There are lots of myths about medication, but it can be a life raft. Some people feel more like ‘themselves’ on medication, others less so. There are side-effects associated with the use of anti-depressants and coming off medication may need to be gradual and can take a long time. It’s not as simple as being an ‘easy fix’, and it is certainly not the only option, regardless of what your GP may offer. So it’s always worth checking out all the options available. Discussing this openly with your partner and establishing clear communication at the early stages of any potential therapy is usually the best way to ensure your man has all the support he needs and feels comfortable in talking about this.
What about recovery?
Recovery is all about building a meaningful and satisfying life, as defined by the person with depression. People with depression usually recover, but it may take time, so being patient with your partner helps. Depression is a treatable chronic condition and, although it may not feel like it for the person at the time, there are always treatments and therapies available. The most important things to remember are that help is out there, recovery is likely, and there is always hope.

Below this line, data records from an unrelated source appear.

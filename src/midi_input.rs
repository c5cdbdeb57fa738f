use crossbeam_channel::{Receiver, Sender};
use log::{info, warn};
use midir::{MidiInput, MidiInputConnection};
use std::thread;
use std::time::{Duration, Instant};

use crate::types::{InputEvent, NoteEvent};

/// Live MIDI capture via midir.
///
/// Holds the connection alive; drop to disconnect. Note-on with velocity 0
/// is treated as note-off per the MIDI spec. An optional fixed delay shifts
/// events later, compensating hosts whose audio path lags the keyboard.
pub struct MidiCapture {
    _connection: MidiInputConnection<()>,
}

impl MidiCapture {
    /// List available input port names.
    pub fn list_ports() -> Result<Vec<String>, String> {
        let midi_in = MidiInput::new("notefall").map_err(|e| e.to_string())?;
        Ok(midi_in
            .ports()
            .iter()
            .map(|p| {
                midi_in
                    .port_name(p)
                    .unwrap_or_else(|_| "unknown".to_string())
            })
            .collect())
    }

    /// Connect to the first port whose name contains `port_match` (or the
    /// first port when empty) and start forwarding note events.
    pub fn start(tx: Sender<InputEvent>, port_match: &str, delay_ms: u64) -> Result<Self, String> {
        let midi_in = MidiInput::new("notefall").map_err(|e| e.to_string())?;
        let ports = midi_in.ports();
        if ports.is_empty() {
            return Err("No MIDI input ports found".to_string());
        }

        let port = ports
            .iter()
            .find(|p| {
                port_match.is_empty()
                    || midi_in
                        .port_name(p)
                        .map(|n| n.contains(port_match))
                        .unwrap_or(false)
            })
            .ok_or_else(|| format!("No MIDI port matching '{port_match}'"))?;

        let name = midi_in
            .port_name(port)
            .unwrap_or_else(|_| "unknown".to_string());
        info!("MIDI input: {} (delay {}ms)", name, delay_ms);

        // Delay worker: each event carries its own release deadline, stamped
        // at arrival, so simultaneous events stay simultaneous instead of
        // queuing behind one another. Zero delay forwards directly.
        let forward_tx = if delay_ms > 0 {
            let (delay_tx, delay_rx) = crossbeam_channel::unbounded::<(Instant, NoteEvent)>();
            let out = tx.clone();
            thread::Builder::new()
                .name("midi-delay".into())
                .spawn(move || run_delay_worker(delay_rx, out))
                .map_err(|e| e.to_string())?;
            DelayPath::Delayed(delay_tx, Duration::from_millis(delay_ms))
        } else {
            DelayPath::Direct(tx)
        };

        let connection = midi_in
            .connect(
                port,
                "notefall-in",
                move |_timestamp, message, _| {
                    if let Some(event) = parse_note_event(message) {
                        forward_tx.send(event);
                    }
                },
                (),
            )
            .map_err(|e| e.to_string())?;

        Ok(Self {
            _connection: connection,
        })
    }
}

enum DelayPath {
    Direct(Sender<InputEvent>),
    Delayed(Sender<(Instant, NoteEvent)>, Duration),
}

impl DelayPath {
    fn send(&self, event: NoteEvent) {
        let dropped = match self {
            DelayPath::Direct(tx) => tx.send(InputEvent::Note(event)).is_err(),
            DelayPath::Delayed(tx, delay) => tx.send((Instant::now() + *delay, event)).is_err(),
        };
        if dropped {
            warn!("MIDI event dropped: downstream closed");
        }
    }
}

/// Forward each event once its deadline passes. Deadlines arrive in FIFO
/// order, so sleeping to each in turn preserves relative timing: a chord
/// stamped with one deadline is released together.
fn run_delay_worker(rx: Receiver<(Instant, NoteEvent)>, out: Sender<InputEvent>) {
    for (deadline, event) in rx {
        let now = Instant::now();
        if deadline > now {
            thread::sleep(deadline - now);
        }
        if out.send(InputEvent::Note(event)).is_err() {
            return;
        }
    }
}

/// Decode a raw MIDI message into a note event. Channel is ignored;
/// non-note messages return None.
fn parse_note_event(message: &[u8]) -> Option<NoteEvent> {
    if message.len() < 3 {
        return None;
    }
    let status = message[0] & 0xF0;
    let note = message[1] & 0x7F;
    let velocity = message[2] & 0x7F;
    match status {
        0x90 if velocity > 0 => Some(NoteEvent::On { note, velocity }),
        0x90 | 0x80 => Some(NoteEvent::Off { note }),
        _ => None,
    }
}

Don’t forget about yourself
Although you’re not the one suffering from depression, you have to look after yourself too – partners supporting people with depression can be under a lot of strain. It can be hard if he is not pulling his weight at home, and you might struggle to deal with his vulnerabilities and behaviour such as the lack of interest in sex and inability to take your feelings into account. So you will need your own support system, and may want to talk to your GP, a counsellor or Carers UK. Most of all, remember that his depression is not about you, and you are not to blame for this.
I’m worried he might kill himself…
If you are worried that your man is at risk of killing himself, then you need to take immediate action and there is support available. The best thing to do is call the CALM helpline and also visit this link for a list of other supports.
Professor Appleby, from the Department of Health, advises that you ask him if you are worried: ‘While asking about suicide can be uncomfortable, it may save a life. And asking about suicide will never put the idea into a person’s head – they may well be relieved that someone realises how bad they feel.’
Professor Damien Ridge is a psychotherapist and Professor of Health Studies at the University of Westminster.